We understand how important play is for young children. It is talked about constantly in early childhood education. But once students hit upper elementary or middle school, it’s often treated like something they should have outgrown.
The problem is, they haven’t.
A fourth, sixth, or eighth grader is still a child, even if their schedule, standards, and workload say otherwise. Pushing students too quickly into rigid, worksheet-heavy learning ignores how kids actually stay engaged and learn best.
That realization is what led me to create Beyond the Worksheet.
As I was making answer keys for curriculum provided resources, I found myself bored.
It became clear that something was missing.
I started asking a simple question: what if practice didn’t have to feel so dull? What if students could interact with learning instead of just completing it?
That’s when I began adding color into everyday classroom activities.
The results were immediate.
Students were more focused. Engagement increased. Classroom management became easier. Even students who claimed they were “too old” for coloring slowed down, took their time, and cared more about their work.
Coloring didn’t distract from learning. It supported it.
For upper elementary and middle school students, coloring provides a mental break without pulling them away from the task. It helps with focus, stress, and stamina, especially during long instructional blocks or independent practice.
There’s a reason adult coloring books exist.

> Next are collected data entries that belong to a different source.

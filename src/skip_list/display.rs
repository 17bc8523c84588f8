//! Level-by-level rendering for debugging.
//!
//! Each row is one level, top first. A node is printed in the column of the
//! leaf its tower stands on, and dashes fill the columns its range covers.

use std::fmt;

use rustc_hash::FxHashMap;

use super::Idx;
use super::NULL;
use super::SkipList;

impl<R> SkipList<R> {
    /// The leaf a node's tower stands on.
    fn foot(&self, mut idx: Idx) -> Idx {
        while self.node(idx).down != NULL {
            idx = self.node(idx).down;
        }
        idx
    }
}

impl<R> fmt::Display for SkipList<R> {
    fn fmt(&self, f: &mut fmt::Formatter<'_>) -> fmt::Result {
        if self.top == NULL {
            return writeln!(f, "L0 | (empty)");
        }

        let mut column: FxHashMap<Idx, usize> = FxHashMap::default();
        let mut idx = self.first_leaf();
        while idx != NULL {
            column.insert(idx, column.len());
            idx = self.node(idx).next;
        }

        // (column, span) per level, top level first.
        let mut rows: Vec<Vec<(usize, usize)>> = Vec::with_capacity(self.levels);
        let mut widths = vec![1; column.len()];
        let mut head = self.top;
        while head != NULL {
            let mut row = Vec::new();
            let mut idx = head;
            while idx != NULL {
                let node = self.node(idx);
                let col = column.get(&self.foot(idx)).copied().unwrap_or_default();
                widths[col] = widths[col].max(node.span.to_string().len());
                row.push((col, node.span));
                idx = node.next;
            }
            rows.push(row);
            head = self.node(head).down;
        }

        for (i, row) in rows.iter().enumerate() {
            write!(f, "L{:<2}|", self.levels - 1 - i)?;
            let mut cells = row.iter().peekable();
            for (col, &width) in widths.iter().enumerate() {
                match cells.next_if(|(c, _)| *c == col) {
                    Some((_, span)) => write!(f, " {span:<width$}")?,
                    None => write!(f, "-{}", "-".repeat(width))?,
                }
            }
            writeln!(f)?;
        }
        Ok(())
    }
}
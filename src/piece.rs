//! Piece descriptors.
//!
//! A piece names a contiguous byte range inside one of the two physical
//! buffers. Pieces are plain values: splitting or trimming one produces new
//! pieces and never touches the bytes they refer to.

use std::ops::Range;

/// Which physical buffer a piece points into.
#[derive(Clone, Copy, Debug, Default, PartialEq, Eq, Hash)]
pub enum Source {
    /// The immutable buffer the document was created from.
    #[default]
    Original,
    /// The append-only buffer holding every inserted byte.
    Added,
}

/// A contiguous range of bytes in one buffer.
#[derive(Clone, Copy, Debug, Default, PartialEq, Eq, Hash)]
pub struct Piece {
    pub source: Source,
    pub start: usize,
    pub len: usize,
}

impl Piece {
    pub fn new(source: Source, start: usize, len: usize) -> Piece {
        Piece { source, start, len }
    }

    pub fn is_empty(&self) -> bool {
        self.len == 0
    }

    /// One past the last buffer offset covered by this piece.
    pub fn end(&self) -> usize {
        self.start + self.len
    }

    /// The buffer range covered by this piece.
    pub fn range(&self) -> Range<usize> {
        self.start..self.end()
    }

    /// Split into `[0, at)` and `[at, len)`.
    ///
    /// Panics if `at > len`.
    pub fn split_at(self, at: usize) -> (Piece, Piece) {
        assert!(at <= self.len, "split point {} past piece length {}", at, self.len);
        let head = Piece::new(self.source, self.start, at);
        let tail = Piece::new(self.source, self.start + at, self.len - at);
        (head, tail)
    }

    /// Keep only the first `len` bytes.
    pub fn truncate(self, len: usize) -> Piece {
        Piece::new(self.source, self.start, len.min(self.len))
    }

    /// Drop the first `count` bytes.
    pub fn advance(self, count: usize) -> Piece {
        let count = count.min(self.len);
        Piece::new(self.source, self.start + count, self.len - count)
    }
}

#[cfg(test)]
mod tests {
    use super::*;

    #[test]
    fn split_keeps_source_and_covers_range() {
        let piece = Piece::new(Source::Added, 10, 8);
        let (head, tail) = piece.split_at(3);
        assert_eq!(head, Piece::new(Source::Added, 10, 3));
        assert_eq!(tail, Piece::new(Source::Added, 13, 5));
        assert_eq!(head.end(), tail.start);
        assert_eq!(tail.end(), piece.end());
    }

    #[test]
    fn split_at_edges() {
        let piece = Piece::new(Source::Original, 0, 4);
        let (head, tail) = piece.split_at(0);
        assert!(head.is_empty());
        assert_eq!(tail, piece);

        let (head, tail) = piece.split_at(4);
        assert_eq!(head, piece);
        assert!(tail.is_empty());
    }

    #[test]
    #[should_panic]
    fn split_past_end_panics() {
        Piece::new(Source::Original, 0, 4).split_at(5);
    }

    #[test]
    fn truncate_and_advance() {
        let piece = Piece::new(Source::Original, 5, 10);
        assert_eq!(piece.truncate(4).range(), 5..9);
        assert_eq!(piece.advance(4).range(), 9..15);
        assert_eq!(piece.advance(20).len, 0);
        assert_eq!(piece.truncate(20), piece);
    }
}
//! The document facade: buffers plus a skip list of pieces.

use std::fmt;

use tracing::debug;

use crate::buffer::Buffers;
use crate::config::Config;
use crate::error::Result;
use crate::piece::Piece;
use crate::piece::Source;
use crate::skip_list::SkipList;

/// An editable document stored as pieces of two buffers.
pub struct PieceTable {
    buffers: Buffers,
    pieces: SkipList,
}

impl PieceTable {
    /// Create a document holding `text`.
    pub fn new(text: impl Into<Vec<u8>>) -> PieceTable {
        PieceTable::with_config(text, &Config::default())
    }

    pub fn with_config(text: impl Into<Vec<u8>>, config: &Config) -> PieceTable {
        let buffers = Buffers::new(text);
        let mut pieces = SkipList::with_config(config);
        pieces.insert(buffers.original_piece(), 0);
        PieceTable { buffers, pieces }
    }

    /// Document length in bytes.
    pub fn len(&self) -> usize {
        self.pieces.document_size()
    }

    pub fn is_empty(&self) -> bool {
        self.len() == 0
    }

    /// Insert `text` at byte `offset`. Offsets past the end append.
    pub fn insert(&mut self, text: &[u8], offset: usize) {
        if text.is_empty() {
            return;
        }
        let start = self.buffers.append(text);
        debug!(offset, len = text.len(), start, "insert");
        self.pieces.insert(Piece::new(Source::Added, start, text.len()), offset);
    }

    /// Delete bytes `start..end`. See [`SkipList::delete_range`].
    pub fn delete(&mut self, start: usize, end: usize) -> Result<()> {
        debug!(start, end, "delete");
        self.pieces.delete_range(start, end)
    }

    /// The whole document.
    pub fn flatten(&self) -> Vec<u8> {
        let mut out = Vec::with_capacity(self.len());
        for piece in self.pieces.pieces() {
            out.extend_from_slice(self.buffers.read(&piece));
        }
        out
    }

    /// Bytes `start..end`, or `None` if the range is invalid.
    pub fn slice(&self, start: usize, end: usize) -> Option<Vec<u8>> {
        if start > end || end > self.len() {
            return None;
        }
        let mut out = Vec::with_capacity(end - start);
        if start == end {
            return Some(out);
        }

        let cursor = self.pieces.search(start)?;
        let mut skip = cursor.residual;
        for piece in self.pieces.pieces_from(cursor.leaf) {
            let bytes = &self.buffers.read(&piece)[skip..];
            skip = 0;
            let want = end - start - out.len();
            out.extend_from_slice(&bytes[..bytes.len().min(want)]);
            if out.len() == end - start {
                break;
            }
        }
        Some(out)
    }

    /// The byte at `offset`.
    pub fn byte_at(&self, offset: usize) -> Option<u8> {
        if offset >= self.len() {
            return None;
        }
        let cursor = self.pieces.search(offset)?;
        self.buffers.read(&cursor.piece).get(cursor.residual).copied()
    }

    pub fn buffers(&self) -> &Buffers {
        &self.buffers
    }

    /// The positional index.
    pub fn index(&self) -> &SkipList {
        &self.pieces
    }
}

impl fmt::Display for PieceTable {
    fn fmt(&self, f: &mut fmt::Formatter<'_>) -> fmt::Result {
        f.write_str(&String::from_utf8_lossy(&self.flatten()))
    }
}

Coloring helps people regulate their attention and calm their minds. Our students benefit from the same thing.
This isn’t about turning every lesson into art class.
It’s about recognizing that visual and hands-on learning still matters as students get older. A few minutes of coloring during math practice or review can help students stay engaged without lowering expectations.
With increasing academic pressure, students need more support, not more rigidity.
Adding color and play to classroom activities doesn’t make learning less serious. It makes it more sustainable.
When students are regulated, engaged, and invested, learning sticks.
So let them color.
Let them enjoy the process.
Let school feel human again.
Because classrooms with creativity, movement, and play are often the ones where students thrive.